Facebook is caught in a vortex of bad news as the Federal Trade Commission mulls its No. 2 standing in digital advertising, aided in large part by its acquisitions of Instagram and WhatsApp. The spread of coronavirus has accelerated the shift in advertising from billboards, newspapers and radio to digital platforms like Facebook, Google and Amazon.
Ironically, antitrust regulators’ scrutiny comes amid a worldwide boycott of Facebook in July by hundreds of brands — including heavyweights Coca-Cola Co. KO, +0.22% , Verizon Communications Inc. VZ, -0.07% , Starbucks Corp. SBUX, -2.20% , Unilever UL, +1.01% , and SAP SAP, -1.66% — in protest of hate speech and misinformation that appears on the social media company’s digital platforms.

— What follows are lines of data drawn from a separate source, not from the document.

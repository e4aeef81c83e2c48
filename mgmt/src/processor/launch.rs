// SPDX-License-Identifier: Apache-2.0
// Copyright Open Network Fabric Authors

//! Start of the management tasks: the reload scheduler and the status poller

use config::ConversionParams;
use std::time::Duration;
use tokio::task::JoinHandle;
use tokio_util::sync::CancellationToken;
use tracing::{debug, error, info};

use crate::frr::reload::{FrrPaths, FrrReloader};
use crate::processor::debouncer::{Debouncer, reload_channel};
use crate::processor::proc::ConfigProcessor;
use crate::processor::status::{StatusCell, StatusPoller};

pub const DEFAULT_RELOAD_INTERVAL: Duration = Duration::from_millis(3000);
pub const DEFAULT_RETRY_INTERVAL: Duration = Duration::from_millis(500);
pub const DEFAULT_STATUS_INTERVAL: Duration = Duration::from_millis(5000);

/// Parameters of the management tasks
#[derive(Clone, Debug)]
pub struct MgmtParams {
    pub paths: FrrPaths,
    pub conversion: ConversionParams,
    /// Delay between the first config change and its apply
    pub reload_interval: Duration,
    /// Delay between a failed apply and the next attempt
    pub retry_interval: Duration,
    /// Period of the reloader status polling
    pub status_interval: Duration,
}

impl MgmtParams {
    #[must_use]
    pub fn new(paths: FrrPaths, conversion: ConversionParams) -> Self {
        Self {
            paths,
            conversion,
            reload_interval: DEFAULT_RELOAD_INTERVAL,
            retry_interval: DEFAULT_RETRY_INTERVAL,
            status_interval: DEFAULT_STATUS_INTERVAL,
        }
    }
}

/// The running management tasks
pub struct Mgmt {
    pub processor: ConfigProcessor,
    pub status: StatusCell,
    handles: Vec<JoinHandle<()>>,
}

impl Mgmt {
    /// Wait for all tasks to terminate. They do once the cancellation token is cancelled.
    pub async fn join(self) {
        for handle in self.handles {
            if let Err(e) = handle.await {
                error!("Management task failed: {e}");
            }
        }
        debug!("All management tasks terminated");
    }
}

/// Spawn the management tasks on the current tokio runtime
#[must_use]
pub fn start_mgmt(params: MgmtParams, cancel: &CancellationToken) -> Mgmt {
    info!(
        "Starting management: FRR config at {}",
        params.paths.config_file.display()
    );
    let (reload, rx) = reload_channel();
    let status = StatusCell::new();

    let debouncer = Debouncer::new(
        FrrReloader::new(params.paths.clone()),
        rx,
        params.reload_interval,
        params.retry_interval,
    );
    let poller = StatusPoller::new(params.paths, reload.clone(), status.clone());
    let handles = vec![
        tokio::spawn(debouncer.run(cancel.clone())),
        tokio::spawn(poller.run(cancel.clone(), params.status_interval)),
    ];

    let processor = ConfigProcessor::new(params.conversion, reload, status.clone());
    Mgmt {
        processor,
        status,
        handles,
    }
}

#[cfg(test)]
mod tests {
    use super::*;
    use config::LogLevel;
    use config::external::fragment::{Fragment, RouterSpec};
    use std::fs;

    #[tokio::test(start_paused = true)]
    async fn test_start_and_stop() {
        let dir = tempfile::tempdir().expect("No tempdir");
        let paths = FrrPaths::in_dir(dir.path());
        let mut params = MgmtParams::new(
            paths.clone(),
            ConversionParams::new("node-1", LogLevel::Info),
        );
        params.reload_interval = Duration::from_millis(100);
        let cancel = CancellationToken::new();
        let mgmt = start_mgmt(params, &cancel);

        let fragment = Fragment::new("a").add_router(RouterSpec::new(65000));
        assert!(mgmt.processor.process(&[fragment]).is_ok());
        tokio::time::sleep(Duration::from_millis(200)).await;

        /* there is no reloader to signal, but the config got written */
        let written = fs::read_to_string(&paths.config_file).expect("Config not written");
        assert!(written.contains("router bgp 65000"));
        assert!(written.contains("hostname node-1"));
        assert_eq!(mgmt.status.snapshot().last_conversion_result, "Ok");

        cancel.cancel();
        mgmt.join().await;
    }
}
// SPDX-License-Identifier: Apache-2.0
// Copyright Open Network Fabric Authors

//! IP family classification of addresses and prefixes

use crate::errors::{ConfigError, ConfigResult};
use ipnet::IpNet;
use serde::Serialize;
use std::fmt::Display;
use std::net::IpAddr;

#[derive(Clone, Copy, Debug, Default, PartialEq, Eq, PartialOrd, Ord, Hash, Serialize)]
#[serde(rename_all = "lowercase")]
pub enum IpFamily {
    #[default]
    Ipv4,
    Ipv6,
    DualStack,
}

impl IpFamily {
    #[must_use]
    pub fn for_address(address: &IpAddr) -> Self {
        match address {
            IpAddr::V4(_) => IpFamily::Ipv4,
            IpAddr::V6(_) => IpFamily::Ipv6,
        }
    }

    /// Classify a set of addresses: a single address is of its own family, two addresses are
    /// dual-stack if (and only if) they belong to distinct families.
    pub fn for_addresses(addresses: &[&str]) -> ConfigResult<Self> {
        let parsed = addresses
            .iter()
            .map(|a| {
                a.parse::<IpAddr>()
                    .map_err(|_| ConfigError::InvalidAddress((*a).to_owned()))
            })
            .collect::<Result<Vec<_>, _>>()?;

        match parsed.as_slice() {
            [single] => Ok(Self::for_address(single)),
            [a, b] => {
                if Self::for_address(a) == Self::for_address(b) {
                    Err(ConfigError::SameFamilyAddresses(
                        a.to_string(),
                        b.to_string(),
                    ))
                } else {
                    Ok(IpFamily::DualStack)
                }
            }
            other => Err(ConfigError::BadAddressCount(other.len())),
        }
    }

    /// Parse a CIDR and classify it. A malformed CIDR is an error.
    pub fn for_prefix(prefix: &str) -> ConfigResult<(IpNet, Self)> {
        let net = prefix
            .trim()
            .parse::<IpNet>()
            .map_err(|_| ConfigError::InvalidPrefix(prefix.to_owned()))?;
        let family = match net {
            IpNet::V4(_) => IpFamily::Ipv4,
            IpNet::V6(_) => IpFamily::Ipv6,
        };
        Ok((net, family))
    }

    /// Length of the addresses of this family
    #[must_use]
    pub fn max_prefix_len(&self) -> u8 {
        match self {
            IpFamily::Ipv4 => 32,
            IpFamily::Ipv6 | IpFamily::DualStack => 128,
        }
    }

    /// Tell if a session of this family is meant to carry routes of the `other` family
    #[must_use]
    pub fn covers(&self, other: IpFamily) -> bool {
        *self == other || *self == IpFamily::DualStack
    }
}

impl Display for IpFamily {
    fn fmt(&self, f: &mut std::fmt::Formatter<'_>) -> std::fmt::Result {
        match self {
            IpFamily::Ipv4 => write!(f, "ipv4"),
            IpFamily::Ipv6 => write!(f, "ipv6"),
            IpFamily::DualStack => write!(f, "dual"),
        }
    }
}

Read more: Facebook considers banning U.S. political ads ahead of election, report says
See also: Here are the major brands that have pulled ads from Facebook
Last week, leaders of four of the organizations coordinating the #StopHateForProfit advertising boycott met with Facebook CEO Mark Zuckerberg, Chief Operating Officer Sheryl Sandberg, Chief Product Officer Chris Cox and others.

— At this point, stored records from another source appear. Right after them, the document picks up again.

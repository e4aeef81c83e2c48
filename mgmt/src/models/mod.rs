// SPDX-License-Identifier: Apache-2.0
// Copyright Open Network Fabric Authors

//! Policy objects (prefix lists and route maps) that implement the neighbor policies of a
//! canonical config in FRR, and the logic to derive them.

pub mod namegen;
pub mod policy;
pub mod prefixlist;
pub mod routemap;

Facebook also faces immense pressure over its hands-off policy regarding political advertising, and is reportedly considering a ban on such ads ahead of the U.S. election in November. If it follows through, it could lose out on hundreds of millions of dollars, according to RBC Capital Markets.
Google, which reportedly hopes to avert an EU antitrust investigation into its planned $2.1 billion acquisition of Fitbit Inc. FIT, -2.64% by promising not to use Fitbit’s health data to help it target ads, appears to be in the crosshairs of Attorney General William Barr as well.
In the coming months, the Justice Department is expected to decide whether to file a lawsuit charging Alphabet’s Google with abuse of power in the market for advertising technology and search products. The government is also examining allegations that Google abused its dominance over search, according to published reports. Ultimately, a successful suit conceivably could reshape Google’s business — not to mention a large swath of the economy — and put a throttle to several years of unfettered growth in Silicon Valley.
Apple, which is grappling with COVID-19’s impact on its retail operations, could be vulnerable too over accusations of how it wields market power. Late last year, email app developer Blix said it had data showing Apple suppressed App Store rankings of products that compete with Apple’s own apps. In October, Blix sued Apple, alleging patent infringement and antitrust violations.
On its website, Apple says its App Store provides “equal opportunities to developers to deliver their apps and services across iPhone, iPad, Mac, Apple TV and Apple Watch.”
Amazon competes in a number of defined markets, antitrust experts such as Herbert Hovenkamp at the University of Pennsylvania point out. It is how the company interlinks those markets that has drawn the attention of antitrust investigators.
It all makes for an interesting intersection of politics, economic power and cultural ethos when Cook, Bezos, Zuckerberg and Pichai testify before Congress on July 27. But will it be enough to evince significant change? At least one legal expert continues to have his doubts.
“Do they continue to act with impunity? Does the 2020 election change the calculus? There will be marginal changes on both counts,” Andrew Jay Schwartzman, senior counselor with the Benton Institute for Broadband & Society, told MarketWatch. “I don’t see any signs the companies are compelled to make fundamental changes in the course they have been following.”